Work item:
Gather every line in the records below that contains the word "impl".

Exercise input:
//! Core data structures for the Tessera editor
//!
//! This crate provides the in-memory scene representation shared by the
//! editor: editable meshes, materials, the scene object tree, viewport state,
//! lights, cameras and the animation runtime state container.

pub mod vector;
pub mod transform;
pub mod mesh;
pub mod material;
pub mod object;
pub mod viewport;
pub mod light;
pub mod camera;
pub mod animation;
pub mod workspace;
pub mod error;

pub use vector::*;
pub use transform::*;
pub use mesh::*;
pub use material::*;
pub use object::*;
pub use viewport::*;
pub use light::*;
pub use camera::*;
pub use animation::*;
pub use workspace::*;
pub use error::*;

/// Re-export commonly used types from nalgebra
pub use nalgebra::{Matrix4, Vector2, Vector3};

/// Common result type for Tessera operations
pub type Result<T> = std::result::Result<T, Error>;
//! Scene graph objects

use crate::transform::Transform;
use serde::{Deserialize, Serialize};
use std::fmt;

/// What a scene object represents
#[derive(Debug, Clone, Copy, PartialEq, Eq, Hash, Serialize, Deserialize)]
#[serde(rename_all = "lowercase")]
pub enum ObjectType {
    Mesh,
    Light,
    Camera,
    Empty,
    Group,
}

impl fmt::Display for ObjectType {
    fn fmt(&self, f: &mut fmt::Formatter<'_>) -> fmt::Result {
        let name = match self {
            ObjectType::Mesh => "mesh",
            ObjectType::Light => "light",
            ObjectType::Camera => "camera",
            ObjectType::Empty => "empty",
            ObjectType::Group => "group",
        };
        f.write_str(name)
    }
}

/// A node in the scene tree
///
/// The tree is expressed through `parent_id` / `children_ids`; objects with
/// no parent are listed in the workspace's root object list.
#[derive(Debug, Clone, PartialEq, Serialize, Deserialize)]
pub struct SceneObject {
    pub id: String,
    pub name: String,
    pub object_type: ObjectType,
    pub parent_id: Option<String>,
    pub children_ids: Vec<String>,
    pub transform: Transform,
    pub visible: bool,
    pub locked: bool,
    /// Whether the object is included in final renders
    pub render: bool,
    pub mesh_id: Option<String>,
    pub light_id: Option<String>,
    pub camera_id: Option<String>,
}

impl SceneObject {
    /// Create a visible, renderable root object with an identity transform
    pub fn new(id: impl Into<String>, name: impl Into<String>, object_type: ObjectType) -> Self {
        Self {
            id: id.into(),
            name: name.into(),
            object_type,
            parent_id: None,
            children_ids: Vec::new(),
            transform: Transform::identity(),
            visible: true,
            locked: false,
            render: true,
            mesh_id: None,
            light_id: None,
            camera_id: None,
        }
    }

    /// Create a mesh object pointing at `mesh_id`
    pub fn with_mesh(id: impl Into<String>, name: impl Into<String>, mesh_id: impl Into<String>) -> Self {
        Self {
            mesh_id: Some(mesh_id.into()),
            ..Self::new(id, name, ObjectType::Mesh)
        }
    }

    /// Whether the object sits at the top of the tree
    pub fn is_root(&self) -> bool {
        self.parent_id.is_none()
    }
}
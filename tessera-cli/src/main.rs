//! Command line tools for Tessera scene archives

use anyhow::{Context, Result};
use clap::{Parser, Subcommand};
use log::info;
use std::path::{Path, PathBuf};
use tessera_io::{read_mesh, read_scene, workspace_from_mesh, write_scene, ImportOptions, SceneImport};

#[derive(Parser)]
#[command(name = "tessera", version, about = "Inspect and produce .t3d scene archives")]
struct Cli {
    /// Increase log verbosity (-v info, -vv debug, -vvv trace)
    #[arg(short, long, action = clap::ArgAction::Count, global = true)]
    verbose: u8,

    #[command(subcommand)]
    command: Command,
}

#[derive(Subcommand)]
enum Command {
    /// Import a scene archive and print a summary
    Inspect {
        /// Path to a .t3d file
        file: PathBuf,
    },
    /// Convert a Wavefront OBJ mesh into a single-object scene archive
    Obj2t3d {
        /// Path to a .obj file
        input: PathBuf,
        /// Output .t3d path
        #[arg(short, long)]
        output: PathBuf,
    },
}

fn init_logging(verbose: u8) {
    let level = match verbose {
        0 => "warn",
        1 => "info",
        2 => "debug",
        _ => "trace",
    };
    env_logger::Builder::from_env(env_logger::Env::default().default_filter_or(level)).init();
}

fn print_summary(import: &SceneImport) {
    let workspace = &import.workspace;
    let metadata = &workspace.metadata;

    println!("version:      {}", metadata.version);
    println!(
        "application:  {} {}",
        metadata.application.name, metadata.application.version
    );
    println!("created:      {}", metadata.created);
    println!("modified:     {}", metadata.modified);
    if let Some(author) = &metadata.author {
        println!("author:       {}", author);
    }
    println!("meshes:       {}", workspace.meshes.len());
    for mesh in &workspace.meshes {
        println!(
            "  {} ({}): {} vertices, {} edges, {} faces",
            mesh.id,
            mesh.name,
            mesh.vertex_count(),
            mesh.edge_count(),
            mesh.face_count()
        );
    }
    println!("materials:    {}", workspace.materials.len());
    println!(
        "objects:      {} ({} root)",
        workspace.objects.len(),
        workspace.root_objects.len()
    );
    match &workspace.lights {
        Some(lights) => println!("lights:       {}", lights.len()),
        None => println!("lights:       none"),
    }
    match &workspace.cameras {
        Some(cameras) => println!("cameras:      {}", cameras.len()),
        None => println!("cameras:      none"),
    }

    let animation = &import.animation;
    println!("clips:        {}", animation.clips.len());
    for clip in &animation.clips {
        let active = animation.active_clip_id.as_deref() == Some(clip.id.as_str());
        println!(
            "  {}{} [{} - {}], {} tracks",
            clip.name,
            if active { " (active)" } else { "" },
            clip.start,
            clip.end,
            clip.track_ids.len()
        );
    }

    if import.has_warnings() {
        println!("warnings:     {}", import.warnings.len());
        for warning in &import.warnings {
            println!("  {}", warning);
        }
    }
}

fn inspect(file: &Path) -> Result<()> {
    let import = read_scene(file).with_context(|| format!("failed to read {}", file.display()))?;
    print_summary(&import);
    Ok(())
}

fn obj_to_t3d(input: &Path, output: &Path) -> Result<()> {
    let mesh = read_mesh(input).with_context(|| format!("failed to read {}", input.display()))?;
    info!(
        "read mesh '{}' with {} vertices and {} faces",
        mesh.name,
        mesh.vertex_count(),
        mesh.face_count()
    );

    let workspace = workspace_from_mesh(mesh, &ImportOptions::default());

    write_scene(&workspace, None, output)
        .with_context(|| format!("failed to write {}", output.display()))?;
    info!("wrote {}", output.display());
    Ok(())
}

fn main() -> Result<()> {
    let cli = Cli::parse();
    init_logging(cli.verbose);

    match &cli.command {
        Command::Inspect { file } => inspect(file),
        Command::Obj2t3d { input, output } => obj_to_t3d(input, output),
    }
}
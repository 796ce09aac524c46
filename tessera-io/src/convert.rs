//! Conversion from the serialized scene document to the in-memory model
//!
//! Every converter is a pure function of its input. Vectors are copied
//! component-wise with no change of basis or units, and id lists are copied
//! into freshly owned vectors so the result never shares storage with the
//! document. Declared defaults apply only when a field is absent.

use crate::document::{
    CameraDoc, EdgeDoc, FaceDoc, LightDoc, MaterialDoc, MeshDoc, MetadataDoc, ObjectDoc,
    SceneDocument, TransformDoc, Vec2Doc, Vec3Doc, VertexDoc, ViewportCameraDoc, ViewportDoc,
};
use crate::error::ImportWarning;
use crate::import::ImportOptions;
use log::warn;
use std::collections::HashMap;
use tessera_core::{
    ApplicationInfo, Camera, Edge, Face, ImportedWorkspaceData, Light, Material, Mesh,
    SceneObject, Transform, Vector2d, Vector3d, Vertex, Viewport, ViewportCamera,
    WorkspaceMetadata, DEFAULT_EMISSIVE_INTENSITY,
};

/// Zoom of a camera that does not declare one
pub const DEFAULT_CAMERA_ZOOM: f64 = 1.0;

pub fn vec3(v: &Vec3Doc) -> Vector3d {
    Vector3d::new(v.x, v.y, v.z)
}

pub fn vec2(v: &Vec2Doc) -> Vector2d {
    Vector2d::new(v.x, v.y)
}

pub fn convert_transform(t: &TransformDoc) -> Transform {
    Transform::new(vec3(&t.position), vec3(&t.rotation), vec3(&t.scale))
}

fn convert_vertex(v: &VertexDoc) -> Vertex {
    Vertex {
        id: v.id.clone(),
        position: vec3(&v.position),
        normal: vec3(&v.normal),
        uv: vec2(&v.uv),
        selected: v.selected,
    }
}

fn convert_edge(e: &EdgeDoc) -> Edge {
    Edge {
        id: e.id.clone(),
        vertex_ids: e.vertex_ids.clone(),
        face_ids: e.face_ids.to_vec(),
        selected: e.selected,
    }
}

fn convert_face(f: &FaceDoc) -> Face {
    Face {
        id: f.id.clone(),
        vertex_ids: f.vertex_ids.to_vec(),
        normal: vec3(&f.normal),
        material_id: f.material_id.clone(),
        selected: f.selected,
    }
}

pub fn convert_mesh(doc: &MeshDoc) -> Mesh {
    Mesh {
        id: doc.id.clone(),
        name: doc.name.clone(),
        vertices: doc.vertices.iter().map(convert_vertex).collect(),
        edges: doc.edges.iter().map(convert_edge).collect(),
        faces: doc.faces.iter().map(convert_face).collect(),
        transform: convert_transform(&doc.transform),
        visible: doc.visible,
        locked: doc.locked,
    }
}

pub fn convert_material(doc: &MaterialDoc) -> Material {
    Material {
        id: doc.id.clone(),
        name: doc.name.clone(),
        color: vec3(&doc.color),
        roughness: doc.roughness,
        metalness: doc.metalness,
        emissive: vec3(&doc.emissive),
        emissive_intensity: doc.emissive_intensity.unwrap_or(DEFAULT_EMISSIVE_INTENSITY),
    }
}

pub fn convert_object(doc: &ObjectDoc) -> SceneObject {
    SceneObject {
        id: doc.id.clone(),
        name: doc.name.clone(),
        object_type: doc.object_type,
        parent_id: doc.parent_id.clone(),
        children_ids: doc.children.to_vec(),
        transform: convert_transform(&doc.transform),
        visible: doc.visible,
        locked: doc.locked,
        render: doc.render.unwrap_or(true),
        mesh_id: doc.mesh_id.clone(),
        light_id: doc.light_id.clone(),
        camera_id: doc.camera_id.clone(),
    }
}

fn convert_viewport_camera(doc: &ViewportCameraDoc) -> ViewportCamera {
    ViewportCamera {
        position: vec3(&doc.position),
        target: vec3(&doc.target),
        up: vec3(&doc.up),
        fov: doc.fov,
        near: doc.near,
        far: doc.far,
    }
}

pub fn convert_viewport(doc: &ViewportDoc) -> Viewport {
    Viewport {
        camera: convert_viewport_camera(&doc.camera),
        shading_mode: doc.shading_mode,
        show_grid: doc.show_grid,
        show_axes: doc.show_axes,
        grid_size: doc.grid_size,
        background_color: vec3(&doc.background_color),
        active_camera_object_id: doc.active_camera_object_id.clone(),
    }
}

pub fn convert_light(doc: &LightDoc) -> Light {
    Light {
        id: doc.id.clone(),
        name: doc.name.clone(),
        light_type: doc.light_type,
        color: vec3(&doc.color),
        intensity: doc.intensity,
        distance: doc.distance,
        decay: doc.decay,
        angle: doc.angle,
        penumbra: doc.penumbra,
        cast_shadow: doc.cast_shadow.unwrap_or(false),
    }
}

pub fn convert_camera(doc: &CameraDoc) -> Camera {
    Camera {
        id: doc.id.clone(),
        name: doc.name.clone(),
        camera_type: doc.camera_type,
        fov: doc.fov,
        zoom: doc.zoom.unwrap_or(DEFAULT_CAMERA_ZOOM),
        near: doc.near,
        far: doc.far,
        ortho_height: doc.ortho_height,
    }
}

/// Metadata record; falls back to the importing application's identity
/// when the document does not say who wrote it
pub fn convert_metadata(doc: &MetadataDoc, options: &ImportOptions) -> WorkspaceMetadata {
    let application = match &doc.application {
        Some(app) => ApplicationInfo {
            name: app.name.clone(),
            version: app.version.clone(),
        },
        None => options.application.clone(),
    };

    WorkspaceMetadata {
        version: doc.version.to_string(),
        created: doc.created.clone(),
        modified: doc.modified.clone(),
        author: doc.author.clone(),
        description: doc.description.clone(),
        application,
    }
}

/// Build an id-keyed map; a repeated id replaces the earlier entry and is
/// reported as a warning
pub fn collect_by_id<D, T, F>(
    docs: &[D],
    kind: &'static str,
    convert: F,
    warnings: &mut Vec<ImportWarning>,
) -> HashMap<String, T>
where
    F: Fn(&D) -> (String, T),
{
    let mut map = HashMap::with_capacity(docs.len());
    for doc in docs {
        let (id, value) = convert(doc);
        if map.contains_key(&id) {
            warn!("duplicate {} id '{}' in scene document", kind, id);
            warnings.push(ImportWarning::DuplicateId {
                kind,
                id: id.clone(),
            });
        }
        map.insert(id, value);
    }
    map
}

/// Convert every entity of a validated document
pub fn convert_document(
    doc: &SceneDocument,
    options: &ImportOptions,
    warnings: &mut Vec<ImportWarning>,
) -> ImportedWorkspaceData {
    let meshes = doc.meshes.iter().map(convert_mesh).collect();
    let materials = doc.materials.iter().map(convert_material).collect();
    let objects = doc.objects.iter().map(convert_object).collect();
    let viewport = convert_viewport(&doc.viewport);

    let lights = doc.lights.as_ref().map(|lights| {
        collect_by_id(
            lights,
            "light",
            |l| (l.id.clone(), convert_light(l)),
            warnings,
        )
    });
    let cameras = doc.cameras.as_ref().map(|cameras| {
        collect_by_id(
            cameras,
            "camera",
            |c| (c.id.clone(), convert_camera(c)),
            warnings,
        )
    });

    ImportedWorkspaceData {
        meshes,
        materials,
        objects,
        root_objects: doc.root_objects.to_vec(),
        viewport,
        selected_object_id: doc.selected_object_id.clone(),
        lights,
        cameras,
        metadata: convert_metadata(&doc.metadata, options),
    }
}
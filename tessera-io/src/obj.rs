//! OBJ format support
//!
//! Wavefront OBJ files are loaded with the `obj` crate and turned into an
//! editable [`Mesh`]: one vertex per OBJ position, one face per polygon
//! across every object and group, and the edge list derived from face
//! boundaries.

use crate::error::{IoError, ObjImportError};
use crate::MeshReader;
use obj::{IndexTuple, ObjData};
use std::collections::HashMap;
use std::fs::File;
use std::io::{BufReader, Read};
use std::path::Path;
use tessera_core::{Edge, Face, Mesh, Vector2d, Vector3d, Vertex};

/// Reads `.obj` files from disk
pub struct ObjReader;

impl MeshReader for ObjReader {
    fn read_mesh(&self, path: &Path) -> Result<Mesh, IoError> {
        let file = File::open(path)?;
        let name = path
            .file_stem()
            .and_then(|s| s.to_str())
            .unwrap_or("Mesh")
            .to_string();
        Ok(import_obj(BufReader::new(file), &format!("mesh-{}", name), &name)?)
    }

    fn format_name(&self) -> &'static str {
        "obj"
    }
}

/// Parse OBJ text into an editable mesh
pub fn import_obj<R: Read>(input: R, mesh_id: &str, name: &str) -> Result<Mesh, ObjImportError> {
    let data = ObjData::load_buf(input).map_err(|e| ObjImportError::Parse {
        message: e.to_string(),
    })?;
    obj_to_mesh(&data, mesh_id, name)
}

/// Polygons of every object and group, in file order
fn polygons(data: &ObjData) -> impl Iterator<Item = &[IndexTuple]> {
    data.objects
        .iter()
        .flat_map(|object| object.groups.iter())
        .flat_map(|group| group.polys.iter())
        .map(|poly| poly.0.as_slice())
}

fn check_corner(data: &ObjData, index: usize, corner: &IndexTuple) -> Result<(), ObjImportError> {
    let IndexTuple(p, t, n) = *corner;
    let invalid = |reason: String| ObjImportError::InvalidFace { index, reason };

    if p >= data.position.len() {
        return Err(invalid(format!("position index {} out of range", p)));
    }
    if let Some(t) = t {
        if t >= data.texture.len() {
            return Err(invalid(format!("texture coordinate index {} out of range", t)));
        }
    }
    if let Some(n) = n {
        if n >= data.normal.len() {
            return Err(invalid(format!("normal index {} out of range", n)));
        }
    }
    Ok(())
}

/// Face normal by Newell's method; zero for degenerate polygons
fn newell_normal(points: &[Vector3d]) -> Vector3d {
    let mut normal = Vector3d::zeros();
    for (i, current) in points.iter().enumerate() {
        let next = &points[(i + 1) % points.len()];
        normal.x += (current.y - next.y) * (current.z + next.z);
        normal.y += (current.z - next.z) * (current.x + next.x);
        normal.z += (current.x - next.x) * (current.y + next.y);
    }
    normal.try_normalize(1e-12).unwrap_or_else(Vector3d::zeros)
}

fn obj_to_mesh(data: &ObjData, mesh_id: &str, name: &str) -> Result<Mesh, ObjImportError> {
    let mut mesh = Mesh::new(mesh_id, name);

    mesh.vertices = data
        .position
        .iter()
        .enumerate()
        .map(|(i, &[x, y, z])| {
            Vertex::new(format!("v{}", i), Vector3d::new(x as f64, y as f64, z as f64))
        })
        .collect();

    let mut normal_set = vec![false; mesh.vertices.len()];
    let mut uv_set = vec![false; mesh.vertices.len()];
    let mut edge_index: HashMap<(usize, usize), usize> = HashMap::new();

    for (face_index, corners) in polygons(data).enumerate() {
        if corners.len() < 3 {
            return Err(ObjImportError::InvalidFace {
                index: face_index,
                reason: format!("{} corners, need at least 3", corners.len()),
            });
        }
        for corner in corners {
            check_corner(data, face_index, corner)?;
        }

        let face_id = format!("f{}", face_index);

        for &IndexTuple(p, t, n) in corners {
            if let Some(t) = t {
                if !uv_set[p] {
                    let [u, v] = data.texture[t];
                    mesh.vertices[p].uv = Vector2d::new(u as f64, v as f64);
                    uv_set[p] = true;
                }
            }
            if let Some(n) = n {
                if !normal_set[p] {
                    let [nx, ny, nz] = data.normal[n];
                    mesh.vertices[p].normal = Vector3d::new(nx as f64, ny as f64, nz as f64);
                    normal_set[p] = true;
                }
            }
        }

        for i in 0..corners.len() {
            let a = corners[i].0;
            let b = corners[(i + 1) % corners.len()].0;
            if a == b {
                continue;
            }
            let key = (a.min(b), a.max(b));
            let edge = match edge_index.get(&key).copied() {
                Some(existing) => &mut mesh.edges[existing],
                None => {
                    edge_index.insert(key, mesh.edges.len());
                    mesh.edges.push(Edge {
                        id: format!("e{}", mesh.edges.len()),
                        vertex_ids: [format!("v{}", a), format!("v{}", b)],
                        face_ids: Vec::new(),
                        selected: false,
                    });
                    let last = mesh.edges.len() - 1;
                    &mut mesh.edges[last]
                }
            };
            if !edge.face_ids.contains(&face_id) {
                edge.face_ids.push(face_id.clone());
            }
        }

        let points: Vec<Vector3d> = corners.iter().map(|c| mesh.vertices[c.0].position).collect();
        mesh.faces.push(Face {
            id: face_id,
            vertex_ids: corners.iter().map(|c| format!("v{}", c.0)).collect(),
            normal: newell_normal(&points),
            material_id: String::new(),
            selected: false,
        });
    }

    Ok(mesh)
}

#[cfg(test)]
mod tests {
    use super::*;
    use approx::assert_relative_eq;

    const QUAD: &str = "\
v 0 0 0
v 1 0 0
v 1 1 0
v 0 1 0
vt 0 0
vt 1 0
vt 1 1
vt 0 1
vn 0 0 1
f 1/1/1 2/2/1 3/3/1
f 1/1/1 3/3/1 4/4/1
";

    #[test]
    fn test_quad_topology() {
        let mesh = import_obj(QUAD.as_bytes(), "mesh-quad", "Quad").unwrap();
        assert_eq!(mesh.id, "mesh-quad");
        assert_eq!(mesh.vertex_count(), 4);
        assert_eq!(mesh.face_count(), 2);
        assert_eq!(mesh.edge_count(), 5);

        let diagonal = mesh.edge_between("v0", "v2").unwrap();
        assert_eq!(diagonal.face_ids, vec!["f0".to_string(), "f1".to_string()]);

        let border = mesh.edge_between("v2", "v3").unwrap();
        assert_eq!(border.face_ids, vec!["f1".to_string()]);

        assert!(mesh.validate_references().is_ok());
    }

    #[test]
    fn test_normals_and_uvs() {
        let mesh = import_obj(QUAD.as_bytes(), "m", "Quad").unwrap();
        for face in &mesh.faces {
            assert_relative_eq!(face.normal, Vector3d::z(), epsilon = 1e-12);
        }
        assert_eq!(mesh.vertices[2].uv, Vector2d::new(1.0, 1.0));
        assert_eq!(mesh.vertices[3].normal, Vector3d::z());
        assert!(mesh.transform.is_identity(1e-12));
    }

    #[test]
    fn test_polygon_face_kept_whole() {
        let pentagon = "v 0 0 0\nv 2 0 0\nv 3 1 0\nv 1 2 0\nv -1 1 0\nf 1 2 3 4 5\n";
        let mesh = import_obj(pentagon.as_bytes(), "m", "Pentagon").unwrap();
        assert_eq!(mesh.face_count(), 1);
        assert_eq!(mesh.faces[0].vertex_ids.len(), 5);
        assert_eq!(mesh.edge_count(), 5);
        assert_eq!(mesh.vertices[0].normal, Vector3d::zeros());
    }

    #[test]
    fn test_out_of_range_index() {
        let bad = "v 0 0 0\nv 1 0 0\nv 0 1 0\nf 1 2 7\n";
        let err = import_obj(bad.as_bytes(), "m", "Bad").unwrap_err();
        match err {
            ObjImportError::InvalidFace { index, reason } => {
                assert_eq!(index, 0);
                assert!(reason.contains("position index 6"));
            }
            other => panic!("expected InvalidFace, got {:?}", other),
        }
    }

    #[test]
    fn test_out_of_range_normal_index() {
        let bad = "v 0 0 0\nv 1 0 0\nv 0 1 0\nvn 0 0 1\nf 1//1 2//1 3//2\n";
        let result = import_obj(bad.as_bytes(), "m", "Bad");
        assert!(matches!(result, Err(ObjImportError::InvalidFace { index: 0, .. })));
    }

    #[test]
    fn test_zero_index_is_parse_error() {
        let bad = "v 0 0 0\nv 1 0 0\nv 0 1 0\nf 0 1 2\n";
        let result = import_obj(bad.as_bytes(), "m", "Bad");
        assert!(matches!(result, Err(ObjImportError::Parse { .. })));
    }

    #[test]
    fn test_two_corner_face_rejected() {
        let bad = "v 0 0 0\nv 1 0 0\nf 1 2\n";
        let result = import_obj(bad.as_bytes(), "m", "Bad");
        assert!(matches!(result, Err(ObjImportError::InvalidFace { index: 0, .. })));
    }

    #[test]
    fn test_faces_collected_across_objects_and_groups() {
        let text = "\
o first
v 0 0 0
v 1 0 0
v 1 1 0
v 0 1 0
g top
f 1 2 3
o second
g bottom
f -4 -2 -1
";
        let mesh = import_obj(text.as_bytes(), "m", "Split").unwrap();
        assert_eq!(mesh.face_count(), 2);
        assert_eq!(mesh.faces[0].id, "f0");
        assert_eq!(mesh.faces[1].vertex_ids, vec!["v0", "v2", "v3"]);
        assert_eq!(mesh.edge_count(), 5);
        assert!(mesh.validate_references().is_ok());
    }

    #[test]
    fn test_newell_degenerate() {
        let line = [Vector3d::zeros(), Vector3d::x(), Vector3d::x() * 2.0];
        assert_eq!(newell_normal(&line), Vector3d::zeros());
    }
}
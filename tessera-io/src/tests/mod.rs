//! Test modules for tessera-io
//!
//! Shared fixtures live in [`fixtures`]; the pipeline-level tests exercise
//! whole imports through the archive layer.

Answer:
impl fmt::Display for ObjectType {
impl SceneObject {
    pub fn new(id: impl Into<String>, name: impl Into<String>, object_type: ObjectType) -> Self {
    pub fn with_mesh(id: impl Into<String>, name: impl Into<String>, mesh_id: impl Into<String>) -> Self {
impl MeshReader for ObjReader {
fn polygons(data: &ObjData) -> impl Iterator<Item = &[IndexTuple]> {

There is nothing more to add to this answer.